Si è conclusa, ad Alghero, al tre giorni dedicata al progetto “Una Rondine vola in Sardegna”, realizzato con il patrocinio del comune di Alghero, con il finanziamento della Fondazione di Sardegna, in collaborazione con la rete della comunità educante, la rete delle scuole del territorio e la Fondazione Alghero.
«Costruire relazioni – ha sottolineato il sindaco, Raimondo Cacciotto -, significa imparare a guardare l’altro per il bene che può portare alla comunità. Anche i conflitti, nella società e nella politica, possono diventare occasioni di confronto serio e utile, se vissuti con responsabilità.
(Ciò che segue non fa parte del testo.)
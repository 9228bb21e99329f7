// /////////////////////////////////////////////////////////////////////////////
// Optimized Adaptive Pipeline RS
// Copyright (c) 2025 Michael Gardner, A Bit of Help, Inc.
// SPDX-License-Identifier: BSD-3-Clause
// See LICENSE file in the project root.
// /////////////////////////////////////////////////////////////////////////////

//! Domain service ports: the capability traits infrastructure adapters
//! implement (extraction, chunking, embedding, vector storage) and the one
//! stages must all satisfy.

pub mod chunker;
pub mod embedding_provider;
pub mod extractor;
pub mod stage;
pub mod vector_store;

pub use chunker::Chunker;
pub use embedding_provider::EmbeddingProvider;
pub use extractor::{Extractor, ExtractionOutcome};
pub use stage::{FromParameters, Stage, StageError};
pub use vector_store::{VectorRecord, VectorStore};
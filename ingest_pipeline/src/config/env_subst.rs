// /////////////////////////////////////////////////////////////////////////////
// Optimized Adaptive Pipeline RS
// Copyright (c) 2025 Michael Gardner, A Bit of Help, Inc.
// SPDX-License-Identifier: BSD-3-Clause
// See LICENSE file in the project root.
// /////////////////////////////////////////////////////////////////////////////

//! `${VAR}` substitution over raw config text, performed as a pre-parse text
//! pass before handing the result to `serde_yaml`. Grounded in
//! `original_source/rag_framework/config.py`'s substitution pass: unresolved
//! variables whose name ends in `_API_KEY` or `_TOKEN` become a placeholder
//! string rather than failing, since those are routinely left unset in dev
//! environments and the provider is simply unusable until configured;
//! anything else missing is a configuration error.

use ingest_domain::IngestError;
use once_cell::sync::Lazy;
use regex::Regex;

static VAR_PATTERN: Lazy<Regex> = Lazy::new(|| Regex::new(r"\$\{([A-Za-z_][A-Za-z0-9_]*)\}").unwrap());

const PLACEHOLDER_SUFFIXES: [&str; 2] = ["_API_KEY", "_TOKEN"];

/// Substitutes every `${VAR}` occurrence in `text` using `std::env::var`.
pub fn substitute_env(text: &str) -> Result<String, IngestError> {
    substitute_env_with(text, |name| std::env::var(name).ok())
}

/// Testable variant taking an explicit variable resolver.
pub fn substitute_env_with(text: &str, resolve: impl Fn(&str) -> Option<String>) -> Result<String, IngestError> {
    let mut err: Option<IngestError> = None;
    let substituted = VAR_PATTERN.replace_all(text, |caps: &regex::Captures| {
        let name = &caps[1];
        match resolve(name) {
            Some(value) => value,
            None => {
                if PLACEHOLDER_SUFFIXES.iter().any(|suffix| name.ends_with(suffix)) {
                    format!("__unset_{name}__")
                } else {
                    err = Some(IngestError::configuration(format!(
                        "environment variable '{name}' is not set and has no placeholder fallback"
                    )));
                    String::new()
                }
            }
        }
    });
    match err {
        Some(e) => Err(e),
        None => Ok(substituted.into_owned()),
    }
}

/// Preloads a `.env` file (`KEY=VALUE` lines, `#` comments, quoted values)
/// into the process environment without overriding variables already set.
/// A missing file at the default location is not an error; an explicitly
/// given path that doesn't exist is.
pub fn load_env_file(path: Option<&std::path::Path>) -> Result<(), IngestError> {
    match path {
        Some(p) => dotenvy::from_path(p)
            .map_err(|e| IngestError::configuration(format!("failed to load env file {}: {e}", p.display()))),
        None => match dotenvy::dotenv() {
            Ok(_) | Err(dotenvy::Error::Io(_)) => Ok(()),
            Err(e) => Err(IngestError::configuration(format!("failed to load .env: {e}"))),
        },
    }
}

#[cfg(test)]
mod tests {
    use super::*;

    #[test]
    fn substitutes_known_variable() {
        let out = substitute_env_with("endpoint: ${HOST}/v1", |name| {
            (name == "HOST").then(|| "example.com".to_string())
        })
        .unwrap();
        assert_eq!(out, "endpoint: example.com/v1");
    }

    #[test]
    fn unresolved_api_key_becomes_placeholder() {
        let out = substitute_env_with("key: ${MISTRAL_API_KEY}", |_| None).unwrap();
        assert_eq!(out, "key: __unset_MISTRAL_API_KEY__");
    }

    #[test]
    fn unresolved_non_credential_var_is_an_error() {
        let err = substitute_env_with("path: ${DATA_DIR}", |_| None).unwrap_err();
        assert!(matches!(err, IngestError::Configuration(_)));
    }

    #[test]
    fn multiple_vars_on_one_line() {
        let out = substitute_env_with("${A}-${B}", |name| match name {
            "A" => Some("x".into()),
            "B" => Some("y".into()),
            _ => None,
        })
        .unwrap();
        assert_eq!(out, "x-y");
    }
}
Per questo è fondamentale dare ai giovani spazi reali di partecipazione e coinvolgerli nei percorsi che riguardano il futuro della città.»
«Il contributo della Fondazione di Sardegna – ha ricordato Rossella Porcheddu, responsabile area Progettazione, Sviluppo e Innovazione della Fondazione di Sardegna – ha assunto così un significato preciso: rendere possibile un investimento sul futuro del territorio attraverso l’educazione. Non un intervento episodico, ma un’azione che ha puntato a rafforzare la coesione sociale, a valorizzare il capitale umano delle nuove generazioni e a promuovere forme di partecipazione attiva dentro la cornice degli Obiettivi di sviluppo sostenibile dell’Agenda ONU 2030. In Rondine riconosciamo un’esperienza di eccellenza, capace di coniugare formazione, dialogo, gestione del conflitto e cura dell’altro.»
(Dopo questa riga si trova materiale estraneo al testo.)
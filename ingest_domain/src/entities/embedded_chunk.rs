// /////////////////////////////////////////////////////////////////////////////
// Optimized Adaptive Pipeline RS
// Copyright (c) 2025 Michael Gardner, A Bit of Help, Inc.
// SPDX-License-Identifier: BSD-3-Clause
// See LICENSE file in the project root.
// /////////////////////////////////////////////////////////////////////////////

//! An enriched chunk plus its embedding vector. All chunks in one run
//! must share `embedding_dimensions`.

use crate::entities::enriched_chunk::EnrichedChunk;
use serde::{Deserialize, Serialize};

#[derive(Debug, Clone, Serialize, Deserialize)]
pub struct EmbeddedChunk {
    #[serde(flatten)]
    pub enriched: EnrichedChunk,
    pub embedding: Vec<f32>,
    pub embedding_provider: String,
    pub embedding_model: String,
    pub embedding_dimensions: usize,
}

impl EmbeddedChunk {
    pub fn new(enriched: EnrichedChunk, embedding: Vec<f32>, provider: impl Into<String>, model: impl Into<String>) -> Self {
        let embedding_dimensions = embedding.len();
        Self {
            enriched,
            embedding,
            embedding_provider: provider.into(),
            embedding_model: model.into(),
            embedding_dimensions,
        }
    }
}

/// All embedded chunks passed in must share one embedding dimensionality;
/// used by the embedding stage before promoting its output to the
/// blackboard.
pub fn all_share_dimensionality(chunks: &[EmbeddedChunk]) -> bool {
    match chunks.first() {
        None => true,
        Some(first) => chunks.iter().all(|c| c.embedding_dimensions == first.embedding_dimensions),
    }
}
Il programma si è articolato in tre giornate. Il 15 aprile, in mattinata, si è svolta la formazione degli studenti del Liceo Scientifico “E. Fermi”; nel pomeriggio ha preso forma il lavoro con la comunità educante. Il 16 aprile, sempre in mattinata, il percorso è proseguito con gli studenti dell’Istituto Superiore “Angelo Roth”.